- [TASK OBJECTIVE]
Give the number of lines in the following entries that contain the word "record", with nothing added.

- [DATA]
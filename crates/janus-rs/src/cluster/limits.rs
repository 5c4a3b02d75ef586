//! Per-worker resource limits: pre-exec setup and /proc sampling.

use std::io;
use std::time::Instant;

use crate::models::settings::ClusterResources;

/// Applies niceness and the file-descriptor limit inside the forked child,
/// before exec. Runs in the pre-exec window, so only async-signal-safe
/// calls are allowed.
///
/// # Safety
///
/// Must only be called from a `pre_exec` closure.
pub unsafe fn apply_pre_exec(resources: &ClusterResources) -> io::Result<()> {
    if resources.priority != 0 {
        // Ignore EPERM: raising priority needs privileges we may not have.
        // The `which` argument is a different integer type across libcs.
        let _ = libc::setpriority(libc::PRIO_PROCESS as _, 0, resources.priority);
    }
    if resources.file_descriptor_limit > 0 {
        let limit = libc::rlimit {
            rlim_cur: resources.file_descriptor_limit,
            rlim_max: resources.file_descriptor_limit,
        };
        if libc::setrlimit(libc::RLIMIT_NOFILE, &limit) != 0 {
            return Err(io::Error::last_os_error());
        }
    }
    Ok(())
}

/// Resident set size of a process in MiB, from `/proc/<pid>/status`.
pub fn rss_mb(pid: u32) -> Option<u64> {
    let status = std::fs::read_to_string(format!("/proc/{}/status", pid)).ok()?;
    for line in status.lines() {
        if let Some(rest) = line.strip_prefix("VmRSS:") {
            let kb: u64 = rest.trim().trim_end_matches("kB").trim().parse().ok()?;
            return Some(kb / 1024);
        }
    }
    None
}

/// CPU usage sampler over `/proc/<pid>/stat` utime+stime deltas.
#[derive(Debug)]
pub struct CpuSampler {
    last_jiffies: u64,
    last_sample: Instant,
    ticks_per_sec: f64,
}

impl CpuSampler {
    pub fn new() -> Self {
        let ticks = unsafe { libc::sysconf(libc::_SC_CLK_TCK) };
        Self {
            last_jiffies: 0,
            last_sample: Instant::now(),
            ticks_per_sec: if ticks > 0 { ticks as f64 } else { 100.0 },
        }
    }

    fn read_jiffies(pid: u32) -> Option<u64> {
        let stat = std::fs::read_to_string(format!("/proc/{}/stat", pid)).ok()?;
        // The comm field may contain spaces; fields after its closing
        // parenthesis are positional. utime and stime are the 14th and 15th
        // of the full line, i.e. the 12th and 13th after comm.
        let after_comm = &stat[stat.rfind(')')? + 1..];
        let fields: Vec<&str> = after_comm.split_whitespace().collect();
        let utime: u64 = fields.get(11)?.parse().ok()?;
        let stime: u64 = fields.get(12)?.parse().ok()?;
        Some(utime + stime)
    }

    /// CPU percentage of one core used since the previous sample.
    pub fn sample(&mut self, pid: u32) -> Option<f64> {
        let jiffies = Self::read_jiffies(pid)?;
        let elapsed = self.last_sample.elapsed().as_secs_f64();
        let delta = jiffies.saturating_sub(self.last_jiffies) as f64;
        self.last_jiffies = jiffies;
        self.last_sample = Instant::now();
        if elapsed <= 0.0 {
            return Some(0.0);
        }
        Some(delta / self.ticks_per_sec / elapsed * 100.0)
    }
}

impl Default for CpuSampler {
    fn default() -> Self {
        Self::new()
    }
}

#[cfg(test)]
mod tests {
    use super::*;

    #[test]
    fn own_rss_is_readable() {
        let rss = rss_mb(std::process::id());
        assert!(rss.is_some());
    }

    #[test]
    fn own_cpu_is_sampleable() {
        let mut sampler = CpuSampler::new();
        let pct = sampler.sample(std::process::id());
        assert!(pct.is_some());
    }

    #[test]
    fn missing_pid_yields_none() {
        // PID 0 has no /proc entry readable this way.
        assert!(rss_mb(0).is_none());
    }
}
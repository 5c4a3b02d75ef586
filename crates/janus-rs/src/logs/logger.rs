//! Logger configuration and structured output formatting.
//!
//! Structured, column-aligned log output shared by the gateway, worker, and
//! vault binaries. Each line carries a timestamp, the level, the source
//! file:line, and the message:
//!
//! ```text
//! Jul 28 26 02:30:45 PM | [INFO ]  | supervisor.rs:142    | worker 1 ready (pid 4312)
//! Jul 28 26 02:30:45 PM | [ERROR]  | bridge.rs:96         | worker 1 channel lost
//! ```
//!
//! Colors are applied per level and suppressed when `NO_COLOR` is set.
//! `RUST_LOG` selects the filter as usual.

use chrono::Local;
use env_logger::Builder;
use std::env;
use std::io::Write;

/// Visible width of the `[LEVEL]` column including padding.
const LEVEL_FIELD_WIDTH: usize = 8;

/// Visible width of the `file:line` column including padding.
const FILE_LINE_FIELD_WIDTH: usize = 22;

/// Visible length of a string with ANSI color sequences stripped.
///
/// Needed for column alignment: the level field is colored, so its byte
/// length overstates its display width.
fn visible_len(s: &str) -> usize {
    let bytes = s.as_bytes();
    let mut visible = 0;
    let mut i = 0;
    while i < bytes.len() {
        if bytes[i] == 0x1b {
            i += 1;
            if i < bytes.len() && bytes[i] == b'[' {
                i += 1;
            }
            while i < bytes.len() {
                let b = bytes[i];
                i += 1;
                if b == b'm' {
                    break;
                }
            }
        } else {
            // Advance one UTF-8 code point, count one visible character.
            let first = bytes[i];
            let width = if first < 0x80 {
                1
            } else if first >> 5 == 0b110 {
                2
            } else if first >> 4 == 0b1110 {
                3
            } else if first >> 3 == 0b11110 {
                4
            } else {
                1
            };
            visible += 1;
            i += width;
        }
    }
    visible
}

/// Configure and initialize the process-wide logger.
///
/// Call once at binary startup, before any other subsystem logs. The `name`
/// is prefixed to every line so interleaved gateway/worker/vault output in a
/// shared terminal stays attributable.
pub fn configure_logger(name: &'static str) {
    let no_color = env::var("NO_COLOR").is_ok();

    Builder::from_env(env_logger::Env::default().default_filter_or("info"))
        .format(move |buf, record| {
            let level = record.level();
            let level_plain = level.to_string();

            let (prefix, colored_level, suffix) = if no_color {
                ("".to_string(), level_plain.clone(), "".to_string())
            } else {
                let prefix = "\x1b[1m".to_string();
                let colored = match level {
                    log::Level::Error => format!("\x1b[31m{}\x1b[39m", level_plain),
                    log::Level::Warn => format!("\x1b[33m{}\x1b[39m", level_plain),
                    log::Level::Info => format!("\x1b[32m{}\x1b[39m", level_plain),
                    log::Level::Debug => format!("\x1b[34m{}\x1b[39m", level_plain),
                    log::Level::Trace => format!("\x1b[35m{}\x1b[39m", level_plain),
                };
                (prefix, colored, "\x1b[0m".to_string())
            };

            let level_display = format!("[{}]", colored_level);
            let level_vis = visible_len(&level_display);
            let level_padding = if level_vis >= LEVEL_FIELD_WIDTH {
                1
            } else {
                LEVEL_FIELD_WIDTH - level_vis
            };

            let file = record
                .file()
                .map(|f| f.rsplit('/').next().unwrap_or(f))
                .unwrap_or("unknown");
            let file_line = format!("{}:{}", file, record.line().unwrap_or(0));
            let file_line_vis = visible_len(&file_line);
            let file_line_padding = if file_line_vis >= FILE_LINE_FIELD_WIDTH {
                1
            } else {
                FILE_LINE_FIELD_WIDTH - file_line_vis
            };

            writeln!(
                buf,
                "{}{} {} | {}{}| {}{}| {}{}",
                prefix,
                Local::now().format("%b %d %y %I:%M:%S %p"),
                name,
                level_display,
                " ".repeat(level_padding),
                file_line,
                " ".repeat(file_line_padding),
                record.args(),
                suffix,
            )
        })
        .try_init()
        .ok();
}
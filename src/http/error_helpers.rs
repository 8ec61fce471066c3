//! Error handling utilities for HTTP responses and error context formatting.

use crate::errors::GatewayError;
use reqwest::Response;
use serde::Deserialize;

/// Maximum characters to include from error body in context messages
const ERROR_BODY_PREVIEW_LENGTH: usize = 200;

/// Google's request ID header name.
///
/// Uniquely identifies each request; useful when contacting Google support or
/// correlating with server logs.
const REQUEST_ID_HEADER: &str = "x-goog-request-id";

/// Google's JSON error envelope: `{"error": {"code", "message", "status"}}`.
#[derive(Deserialize)]
struct ErrorEnvelope {
    error: ErrorBody,
}

#[derive(Deserialize)]
struct ErrorBody {
    message: String,
}

/// Checks if an HTTP response is successful, returning it if so or an error otherwise.
///
/// # Errors
///
/// Returns [`GatewayError::Api`] with status code and message on non-success status.
pub async fn check_response(response: Response) -> Result<Response, GatewayError> {
    if response.status().is_success() {
        Ok(response)
    } else {
        Err(read_error_with_context(response).await)
    }
}

/// Reads an error response and builds a [`GatewayError::Api`].
///
/// The message is Google's `error.message` when the body is the standard JSON
/// envelope, otherwise the first 200 characters of the raw body.
pub async fn read_error_with_context(response: Response) -> GatewayError {
    let status_code = response.status().as_u16();

    // Headers must be read before the body consumes the response.
    let request_id = response
        .headers()
        .get(REQUEST_ID_HEADER)
        .and_then(|v| v.to_str().ok())
        .map(String::from);

    let error_body = response
        .text()
        .await
        .unwrap_or_else(|e| format!("Failed to read error body: {}", e));

    GatewayError::Api {
        status_code,
        message: extract_error_message(&error_body),
        request_id,
    }
}

/// Pulls `error.message` out of a Google error body, falling back to a preview.
pub fn extract_error_message(body: &str) -> String {
    match serde_json::from_str::<ErrorEnvelope>(body) {
        Ok(envelope) => envelope.error.message,
        Err(_) => truncate_for_context(body, ERROR_BODY_PREVIEW_LENGTH),
    }
}

/// Deserializes `text` as `T`, reporting a preview of the payload on failure.
pub fn deserialize_with_context<T: serde::de::DeserializeOwned>(
    text: &str,
    what: &str,
) -> Result<T, GatewayError> {
    serde_json::from_str(text).map_err(|e| {
        GatewayError::MalformedResponse(format!(
            "{what}: {}",
            format_json_parse_error(text, e)
        ))
    })
}

/// Formats JSON parsing context by including a preview of the raw JSON.
pub fn format_json_parse_error(json_str: &str, error: serde_json::Error) -> String {
    let preview = truncate_for_context(json_str, ERROR_BODY_PREVIEW_LENGTH);
    format!("JSON parse error: {} | Context: {}", error, preview)
}

/// Truncates a string to specified length, adding "..." if truncated.
///
/// Cuts on a character boundary so multi-byte UTF-8 input cannot panic.
fn truncate_for_context(s: &str, max_len: usize) -> String {
    if s.len() <= max_len {
        s.to_string()
    } else {
        let truncate_at = s
            .char_indices()
            .take_while(|(i, c)| i + c.len_utf8() <= max_len)
            .last()
            .map(|(i, c)| i + c.len_utf8())
            .unwrap_or(0);
        format!("{}...", &s[..truncate_at])
    }
}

- [THE COMPLETED TASK]
5